Human variation impacting MCOLN2 restricts Salmonella Typhi replication by magnesium deprivation

Human genetic diversity can reveal critical factors in host-pathogen interactions. This is especially useful for human-restricted pathogens like Salmonella enterica serovar Typhi (S. Typhi), the cause of Typhoid fever. One key dynamic during infection is competition for nutrients: host cells attempt to restrict intracellular replication by depriving bacteria of key nutrients or delivering toxic metabolites in a process called nutritional immunity.
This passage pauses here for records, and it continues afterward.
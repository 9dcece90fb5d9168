mod reports;
mod runner;
mod scenarios;

use anyhow::{Context, Result};
use clap::Parser;
use colored::Colorize;
use std::fs::File;
use std::io::{BufWriter, Write, stdout};
use std::path::PathBuf;
use std::time::Instant;

use runner::{ScenarioResult, ScenarioRunner};
use scenarios::{expand_scenarios, get_scenario, list_scenarios};
use traffic_core::TrafficConfig;

#[derive(Debug, Parser)]
#[command(name = "traffic-tester", version = "0.1.0")]
#[command(about = "Simulated QA sessions for the traffic randomizer hooks")]
struct Args {
    /// Scenarios to run (comma-separated, or `all`)
    #[arg(long, default_value = "smoke")]
    scenarios: String,

    /// List all available scenarios and exit
    #[arg(long)]
    list_scenarios: bool,

    /// Seeds to run (comma-separated)
    #[arg(long, default_value = "1337")]
    seeds: String,

    /// Number of iterations per scenario and seed
    #[arg(long, default_value_t = 10)]
    iterations: usize,

    /// Output report format
    #[arg(long, default_value = "console")]
    #[arg(value_parser = ["json", "markdown", "console"])]
    report: String,

    /// Randomizer configuration every scenario starts from
    #[arg(long)]
    config: Option<PathBuf>,

    /// Verbose output
    #[arg(short, long)]
    verbose: bool,

    /// Optional path to write the report output instead of stdout
    #[arg(long)]
    output: Option<PathBuf>,
}

fn main() -> Result<()> {
    env_logger::init();
    let args = Args::parse();

    if maybe_list_scenarios(&args)? {
        return Ok(());
    }

    announce_banner();

    let start_time = Instant::now();
    let base_config = load_base_config(args.config.as_ref())?;
    let seeds = parse_seeds(&args.seeds)?;
    let scenario_names = expand_scenarios(&split_csv(&args.scenarios));
    let runner = ScenarioRunner::new(base_config, args.verbose);

    let mut results: Vec<ScenarioResult> = Vec::new();
    for name in &scenario_names {
        if let Some(scenario) = get_scenario(name) {
            results.extend(runner.run_scenario(scenario, &seeds, args.iterations));
        } else {
            eprintln!("⚠️  Unknown scenario: {}", name.yellow());
        }
    }

    write_reports(&args, &results, start_time)?;

    if results.iter().any(|r| !r.passed) {
        std::process::exit(1);
    }

    Ok(())
}

fn maybe_list_scenarios(args: &Args) -> Result<bool> {
    if !args.list_scenarios {
        return Ok(false);
    }
    let mut output_target = OutputTarget::new(args.output.clone())?;
    writeln!(output_target.writer(), "Available scenarios:")?;
    for scenario in list_scenarios() {
        writeln!(
            output_target.writer(),
            "  {:20} - {}",
            scenario.name,
            scenario.description
        )?;
    }
    output_target.flush_inner()?;
    Ok(true)
}

fn announce_banner() {
    println!("{}", "🚗 Traffic Randomizer Tester".bright_cyan().bold());
    println!("{}", "============================".cyan());
}

fn load_base_config(path: Option<&PathBuf>) -> Result<TrafficConfig> {
    let Some(path) = path else {
        return Ok(TrafficConfig::default());
    };
    let config = TrafficConfig::load(path)
        .with_context(|| format!("failed to load config {}", path.display()))?;
    log::info!("loaded base config from {}", path.display());
    Ok(config)
}

fn split_csv(s: &str) -> Vec<String> {
    s.split(',')
        .map(|x| x.trim().to_string())
        .filter(|x| !x.is_empty())
        .collect()
}

fn parse_seeds(seeds_arg: &str) -> Result<Vec<u64>> {
    split_csv(seeds_arg)
        .iter()
        .map(|token| {
            token
                .parse::<u64>()
                .with_context(|| format!("invalid seed {token:?}"))
        })
        .collect()
}

fn write_reports(args: &Args, results: &[ScenarioResult], start_time: Instant) -> Result<()> {
    let mut output_target = OutputTarget::new(args.output.clone())?;

    match args.report.as_str() {
        "json" => reports::generate_json_report(&mut output_target, results)?,
        "markdown" => reports::generate_markdown_report(&mut output_target, results)?,
        _ => {
            if results.is_empty() {
                writeln!(&mut output_target, "No scenarios executed.")?;
            } else {
                reports::generate_console_report(
                    &mut output_target,
                    results,
                    start_time.elapsed(),
                )?;
            }
        }
    }

    output_target.flush_inner()?;
    Ok(())
}

enum OutputTarget {
    Stdout(BufWriter<std::io::Stdout>),
    File(BufWriter<File>),
}

impl OutputTarget {
    fn new(path: Option<PathBuf>) -> Result<Self> {
        if let Some(path) = path {
            let file = File::create(&path)
                .with_context(|| format!("failed to create {}", path.display()))?;
            Ok(Self::File(BufWriter::new(file)))
        } else {
            Ok(Self::Stdout(BufWriter::new(stdout())))
        }
    }

    fn writer(&mut self) -> &mut dyn Write {
        match self {
            Self::Stdout(w) => w,
            Self::File(w) => w,
        }
    }

    fn flush_inner(&mut self) -> std::io::Result<()> {
        match self {
            Self::Stdout(w) => w.flush(),
            Self::File(w) => w.flush(),
        }
    }
}

impl Write for OutputTarget {
    fn write(&mut self, buf: &[u8]) -> std::io::Result<usize> {
        self.writer().write(buf)
    }

    fn flush(&mut self) -> std::io::Result<()> {
        self.flush_inner()
    }
}
//! Fixed tuning values and well-known host model ids.
//!
//! Everything here mirrors a value baked into the host executable or a
//! budget the randomizer commits to per frame. Changing any of them changes
//! observable behaviour in game.
use crate::model::VehicleModelId;

// Model id range -----------------------------------------------------------
pub const VEHICLE_MODEL_MIN: u16 = 400;
pub const VEHICLE_MODEL_MAX: u16 = 611;

// Budgets ------------------------------------------------------------------
pub const RECENT_VEHICLE_CAPACITY: usize = 5;
pub const LOAD_RETRY_BUDGET: usize = 16;
pub const WARM_UP_VEHICLE_COUNT: usize = 5;
pub(crate) const CRASH_REPORT_CAPACITY: usize = 160;

// Host sentinels and car types ---------------------------------------------
pub const NO_SELECTION: i32 = -1;
pub const CAR_TYPE_POLICE: i32 = 13;
pub(crate) const DEFAULT_COP_CAR_CONTEXT: i32 = 0;

// Police occupant substitutes ----------------------------------------------
pub const MODEL_FBI_TRUCK: VehicleModelId = VehicleModelId::known(528);
pub const MODEL_SWAT_VAN: VehicleModelId = VehicleModelId::known(601);
pub const MODEL_POLICE_BIKE: VehicleModelId = VehicleModelId::known(523);
pub const MODEL_POLICE_RANGER: VehicleModelId = VehicleModelId::known(599);
pub const MODEL_FBI_RANCHER: VehicleModelId = VehicleModelId::known(490);

// Freight trains that spawn through the boat handler -----------------------
pub const MODEL_FREIGHT: VehicleModelId = VehicleModelId::known(537);
pub const MODEL_FREIGHT_FLAT: VehicleModelId = VehicleModelId::known(569);

// Logging keys -------------------------------------------------------------
pub(crate) const LOG_TARGET: &str = "traffic";
pub(crate) const LOG_REGISTERED: &str = "Registered Traffic Randomizer";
Here, a cellular genome-wide association study of intracellular replication by S. Typhi in nearly a thousand cell lines from around the world—and extensive follow-up using intracellular S. Typhi transcriptomics and manipulation of magnesium concentrations—demonstrates that the divalent cation channel mucolipin-2 (MCOLN2) restricts S. Typhi intracellular replication through magnesium deprivation. Our results reveal natural diversity in Mg2+ limitation as a key component of nutritional immunity against S. Typhi. Overall design: To investigate how Salmonella enterica Typhi impacts human transcriptome profile, dual RNA-seq of human and pathogen are performed on THP-1 cell line and MCLON2 -/- THP-1 cell line. THP-1 cells and MCLON2 -/- THP-1 cells were infected with either S. Typhi grown in tubes to late log phase or the intracellular S. Typhi from infected THP-1.